DAMAGES. IN NO EVENT WILL Emdom USA BE LIABLE
FOR SPECIAL, PUNITIVE, EXEMPLARY, INCIDENTAL, ENHANCED, INDIRECT OR
CONSEQUENTIAL DAMAGES (INCLUDING LOST PROFITS, LOSS REVENUE, LOSS OF USE, LOSS
OF REPUTATION AND DATA, DIMINUTION IN VALUE, BUSINESS INTERRUPTION, COSTS
INCURRED INCLUDING FOR CAPITAL, SUBSTITUTE GOODS, AND FACILITIES), EVEN IF Emdom
USA HAS BEEN ADVISED OF THE POSSIBILITY OF SUCH DAMAGES. Emdom USA´S AGGREGATE
LIABILITY FOR DAMAGES UNDER THIS AGREEMENT, WHETHER ARISING FROM OR BASED UPON
BREACH OF WARRANTY, BREACH OF CONTRACT, TORT OR OTHER CAUSE OF ACTION
(INCLUDING NEGLIGENCE AND STRICT LIABILITY), WILL IN NO CASE EXCEED THE
PURCHASE PRICE THAT BUYER PAYS FOR THE PARTICULAR GOODS GIVING RISE TO THE
CLAIM. BUYER WILL INDEMNIFY AND HOLD HARMLESS Emdom USA FOR ANY DAMAGES
INCURRED BY Emdom USA IN EXCESS THEREOF. NOTWITHSTANDING ANYTHING TO THE
CONTRARY, IN NO EVENT SHALL Emdom USA BE LIABLE FOR ANY DAMAGES (WHETHER DIRECT
OR INDIRECT) FOR GOODS OR COMPONENTS OF GOODS PURCHASED BY Emdom USA FROM A
THIRD PARTY FOR RESALE OR THE INCORPORATION INTO THE GOODS FOR SALE, INCLUDING
WITHOUT LIMITATION SOFT OR HARD BODY ARMOR AND THE BALLISTIC RESISTANCE
THEREOF. SECURITY INTEREST. Buyer grants to Emdom USA a first
priority purchase money security interest in all Goods purchased hereunder, and
in each and every item thereof, including replacements, proceeds, and products
thereof, to secure payment of all amounts and performance of all obligations
due hereunder. Buyer will execute, at Emdom USA´s request, all financing
statements that Emdom USA deems necessary or desirable to perfect Emdom USA´s
security interest. Buyer authorizes Emdom USA to sign on Buyer´s behalf, and
file, a copy of the security agreement or a financing statement with the
appropriate authorities to perfect Emdom USA´s security interest in all
purchased Goods. Emdom USA will have all rights and remedies of a secured party
under the UCC in effect in any applicable jurisdiction. OPTION TO ACCELERATE. Emdom USA has the right on written
notice to Buyer to demand immediate payment of amounts due hereunder if Emdom
USA believes in good faith that the prospect of Buyer´s payment or performance
is impaired. Buyer´s acceptance of Goods will constitute an express
representation that Buyer is not then insolvent within the meaning of Title 11,
United States Code or similar federal or state law.

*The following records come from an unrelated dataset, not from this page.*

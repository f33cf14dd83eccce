//! TLS upgrade for page and prefetch requests.

use hop_core::HopError;
use hop_core::HopResult;
use std::io::Read;
use std::io::Write;
use std::net::TcpStream;

#[cfg(feature = "tls-rustls")]
use rustls::ClientConfig;
#[cfg(feature = "tls-rustls")]
use rustls::RootCertStore;
#[cfg(feature = "tls-rustls")]
use rustls::pki_types::ServerName;
#[cfg(feature = "tls-rustls")]
use std::sync::Arc;

/// Controls which trust anchors verify server certificates.
#[derive(Debug, Clone, Copy, Default, PartialEq, Eq)]
pub enum TrustStoreMode {
    /// Embedded Mozilla/WebPKI roots only.
    #[default]
    WebPkiOnly,
    /// WebPKI roots merged with operating-system roots (enterprise/local CAs).
    WebPkiAndOs,
}

impl TrustStoreMode {
    pub fn from_name(name: &str) -> Option<Self> {
        match name.trim().to_ascii_lowercase().as_str() {
            "webpki" | "webpki-only" => Some(Self::WebPkiOnly),
            "os" | "webpki-and-os" => Some(Self::WebPkiAndOs),
            _ => None,
        }
    }
}

/// Any duplex byte stream a request can be written to.
pub trait IoStream: Read + Write + Send {}
impl<T> IoStream for T where T: Read + Write + Send {}

pub type BoxedIoStream = Box<dyn IoStream>;

/// Builds a reusable TLS client configuration. Construction is the expensive
/// part (root store loading), so callers keep one per client.
#[cfg(feature = "tls-rustls")]
#[derive(Clone)]
pub struct TlsConnector {
    config: Arc<ClientConfig>,
}

#[cfg(feature = "tls-rustls")]
impl std::fmt::Debug for TlsConnector {
    fn fmt(&self, f: &mut std::fmt::Formatter<'_>) -> std::fmt::Result {
        f.debug_struct("TlsConnector").finish_non_exhaustive()
    }
}

#[cfg(feature = "tls-rustls")]
impl TlsConnector {
    pub fn new(mode: TrustStoreMode) -> HopResult<Self> {
        let provider = Arc::new(rustls::crypto::aws_lc_rs::default_provider());
        let mut config = ClientConfig::builder_with_provider(provider)
            .with_safe_default_protocol_versions()
            .map_err(|error| {
                HopError::new(
                    "net.tls.config_versions_invalid",
                    format!("failed to configure TLS protocol versions: {error}"),
                )
            })?
            .with_root_certificates(root_store(mode)?)
            .with_no_client_auth();
        config.alpn_protocols = vec![b"http/1.1".to_vec()];

        Ok(Self {
            config: Arc::new(config),
        })
    }

    pub fn connect(&self, mut stream: TcpStream, host: &str) -> HopResult<BoxedIoStream> {
        let server_name = ServerName::try_from(host.to_owned()).map_err(|error| {
            HopError::new(
                "net.tls.server_name_invalid",
                format!("invalid TLS server name `{host}`: {error}"),
            )
        })?;

        let mut connection = rustls::ClientConnection::new(self.config.clone(), server_name)
            .map_err(|error| {
                HopError::new(
                    "net.tls.connection_init_failed",
                    format!("failed to initialize TLS connection for `{host}`: {error}"),
                )
            })?;

        connection.complete_io(&mut stream).map_err(|error| {
            HopError::new(
                "net.tls.handshake_failed",
                format!("TLS handshake failed for `{host}`: {error}"),
            )
        })?;

        Ok(Box::new(rustls::StreamOwned::new(connection, stream)))
    }
}

#[cfg(feature = "tls-rustls")]
fn root_store(mode: TrustStoreMode) -> HopResult<RootCertStore> {
    let mut roots = RootCertStore::empty();
    roots.extend(webpki_roots::TLS_SERVER_ROOTS.iter().cloned());

    if mode == TrustStoreMode::WebPkiAndOs {
        let native = rustls_native_certs::load_native_certs();
        for error in &native.errors {
            tracing::warn!(%error, "skipping unreadable operating-system root");
        }

        let (added, ignored) = roots.add_parsable_certificates(native.certs);
        tracing::debug!(added, ignored, "merged operating-system roots");
    }

    if roots.is_empty() {
        return Err(HopError::new(
            "net.tls.root_store_empty",
            "no trust anchors available for TLS verification",
        ));
    }

    Ok(roots)
}

#[cfg(not(feature = "tls-rustls"))]
#[derive(Debug, Clone)]
pub struct TlsConnector;

#[cfg(not(feature = "tls-rustls"))]
impl TlsConnector {
    pub fn new(_mode: TrustStoreMode) -> HopResult<Self> {
        Ok(Self)
    }

    pub fn connect(&self, _stream: TcpStream, _host: &str) -> HopResult<BoxedIoStream> {
        Err(HopError::new(
            "net.tls.backend_unavailable",
            "rustls backend is disabled for this build; enable `hop-net/tls-rustls`",
        ))
    }
}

SEVERABILITY. The provisions of these Terms are
severable and if any provision is invalid, void or unenforceable in whole or in
part for any reason, the remaining provisions will remain in full force and
effect. NON-WAIVER. Emdom USA´s failure or refusal to
insist upon strict performance of any provisions of this Agreement will not be
deemed a waiver of Emdom USA´s rights or remedies, or a waiver by Emdom USA of
any subsequent default by buyer in the performance of or compliance thereof. ASSIGNMENT. Buyer may not assign these Terms in
whole or in part and any attempted assignment will be void and of no effect. ENTIRE AGREEMENT. Unless alternative or supplemental
terms and conditions are expressly agreed upon in writing by Emdom USA, these
Terms and Form(s) shall constitute the entire Agreement and understanding of
the parties and supersedes all prior agreements and understandings relating to
the subject matter hereof. No agreements, understandings, restrictions,
warranties, or representations exist between or among the parties other than
those provided herein unless agreed upon by the parties. APPLICABLE LAW & JURISDICTION. Buyer and Emdom USA agree that interpretation of and performance under these Terms, as well as all other aspects of the transaction contemplated by these Terms, will be governed by the laws of the State of New York without regard to New York´s conflict or choice of law rules. Buyer and Emdom USA further agree that any action at law, suit in equity or other judicial proceeding ("Litigation") with respect thereto must be brought and maintained in a court of competent jurisdiction within the United States District Court, New York City, New York State. Buyer agrees to hereby waive any right to forum non convenience. Buyer and Emdom USA agree that any controversy or claim arising out of or relating to this Agreement, or the breach thereof, and as a condition precedent to Litigation, the parties herein shall attempt in good faith to resolve any controversy or claim through negotiations between authorized representatives of the Buyer and Emdom USA.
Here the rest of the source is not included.